_PROBLEM DETAILS:_ Write out, unaltered, each line from the top of the records below down to the line where "the given repository" appears, that line included.

[DATA FOR PROCESSING]

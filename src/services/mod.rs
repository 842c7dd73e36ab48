//! Business logic services

pub mod authors;
pub mod book_author_editors;
pub mod book_categories;
pub mod book_publishers;
pub mod books;
pub mod categories;
pub mod editors;
pub mod publishers;
pub mod translators;

use crate::{error::AppResult, repository::Repository};

/// Container for all services, wired once at startup
#[derive(Clone)]
pub struct Services {
    pub repository: Repository,
    pub authors: authors::AuthorsService,
    pub editors: editors::EditorsService,
    pub translators: translators::TranslatorsService,
    pub publishers: publishers::PublishersService,
    pub categories: categories::CategoriesService,
    pub books: books::BooksService,
    pub book_author_editors: book_author_editors::BookAuthorEditorsService,
    pub book_categories: book_categories::BookCategoriesService,
    pub book_publishers: book_publishers::BookPublishersService,
}

impl Services {
    /// Create all services with the given repository
    pub fn new(repository: Repository) -> Self {
        let authors = authors::AuthorsService::new(repository.clone());
        let editors = editors::EditorsService::new(repository.clone());
        let translators = translators::TranslatorsService::new(repository.clone());
        let publishers = publishers::PublishersService::new(repository.clone());
        let categories = categories::CategoriesService::new(repository.clone());
        let books = books::BooksService::new(repository.clone(), translators.clone());

        Self {
            book_author_editors: book_author_editors::BookAuthorEditorsService::new(
                repository.clone(),
                books.clone(),
                authors.clone(),
                editors.clone(),
            ),
            book_categories: book_categories::BookCategoriesService::new(
                repository.clone(),
                books.clone(),
                categories.clone(),
            ),
            book_publishers: book_publishers::BookPublishersService::new(
                repository.clone(),
                books.clone(),
                publishers.clone(),
            ),
            authors,
            editors,
            translators,
            publishers,
            categories,
            books,
            repository,
        }
    }

    /// Database readiness
    pub async fn ping(&self) -> AppResult<()> {
        self.repository.ping().await
    }
}
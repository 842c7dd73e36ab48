//! Book-Author-Editor link service

use crate::{
    error::AppResult,
    models::{
        book_author_editor::{
            BookAuthorEditorId, BookAuthorEditorResponse, CreateBookAuthorEditor,
        },
        CompositeKey,
    },
    repository::Repository,
};

use super::{authors::AuthorsService, books::BooksService, editors::EditorsService};

#[derive(Clone)]
pub struct BookAuthorEditorsService {
    repository: Repository,
    books: BooksService,
    authors: AuthorsService,
    editors: EditorsService,
}

impl BookAuthorEditorsService {
    pub fn new(
        repository: Repository,
        books: BooksService,
        authors: AuthorsService,
        editors: EditorsService,
    ) -> Self {
        Self {
            repository,
            books,
            authors,
            editors,
        }
    }

    pub async fn find_all(&self) -> AppResult<Vec<BookAuthorEditorResponse>> {
        let rows = self.repository.book_author_editors.find_all().await?;
        Ok(rows.into_iter().map(BookAuthorEditorResponse::from).collect())
    }

    pub async fn find_by_id(&self, key: BookAuthorEditorId) -> AppResult<BookAuthorEditorResponse> {
        self.repository
            .book_author_editors
            .find_by_id(key)
            .await?
            .map(BookAuthorEditorResponse::from)
            .ok_or_else(|| key.not_found())
    }

    /// Link a book, an author and an editor.
    ///
    /// Each id is resolved in order (book, author, editor); the first missing
    /// one is reported. An existing identical triple is a conflict.
    pub async fn create(&self, data: &CreateBookAuthorEditor) -> AppResult<BookAuthorEditorResponse> {
        let (book_id, author_id, editor_id) = data.ids()?;
        let book = self.books.find_entity_by_id(book_id).await?;
        let author = self.authors.find_entity_by_id(author_id).await?;
        let editor = self.editors.find_entity_by_id(editor_id).await?;

        let key = BookAuthorEditorId::of(&book, &author, &editor);
        self.repository
            .book_author_editors
            .create(key)
            .await?
            .ok_or_else(|| key.already_exists())?;

        tracing::info!("BookAuthorEditor created: {}", key.describe());
        Ok(BookAuthorEditorResponse::from_entities(&book, &author, &editor))
    }

    /// Remove a link; an absent key is not an error
    pub async fn delete(&self, key: BookAuthorEditorId) -> AppResult<()> {
        let deleted = self.repository.book_author_editors.delete_by_id(key).await?;
        if deleted == 0 {
            tracing::debug!("BookAuthorEditor delete: no row for {}", key.describe());
        }
        Ok(())
    }
}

[/DATA FOR PROCESSING]

_COMPLETED EXERCISE:_
filename src/services/mod.rs
repository 842c7dd73e36ab48
//! Business logic services

pub mod authors;
pub mod book_author_editors;
pub mod book_categories;
pub mod book_publishers;
pub mod books;
pub mod categories;
pub mod editors;
pub mod publishers;
pub mod translators;

use crate::{error::AppResult, repository::Repository};

/// Container for all services, wired once at startup
#[derive(Clone)]
pub struct Services {
    pub repository: Repository,
    pub authors: authors::AuthorsService,
    pub editors: editors::EditorsService,
    pub translators: translators::TranslatorsService,
    pub publishers: publishers::PublishersService,
    pub categories: categories::CategoriesService,
    pub books: books::BooksService,
    pub book_author_editors: book_author_editors::BookAuthorEditorsService,
    pub book_categories: book_categories::BookCategoriesService,
    pub book_publishers: book_publishers::BookPublishersService,
}

impl Services {
    /// Create all services with the given repository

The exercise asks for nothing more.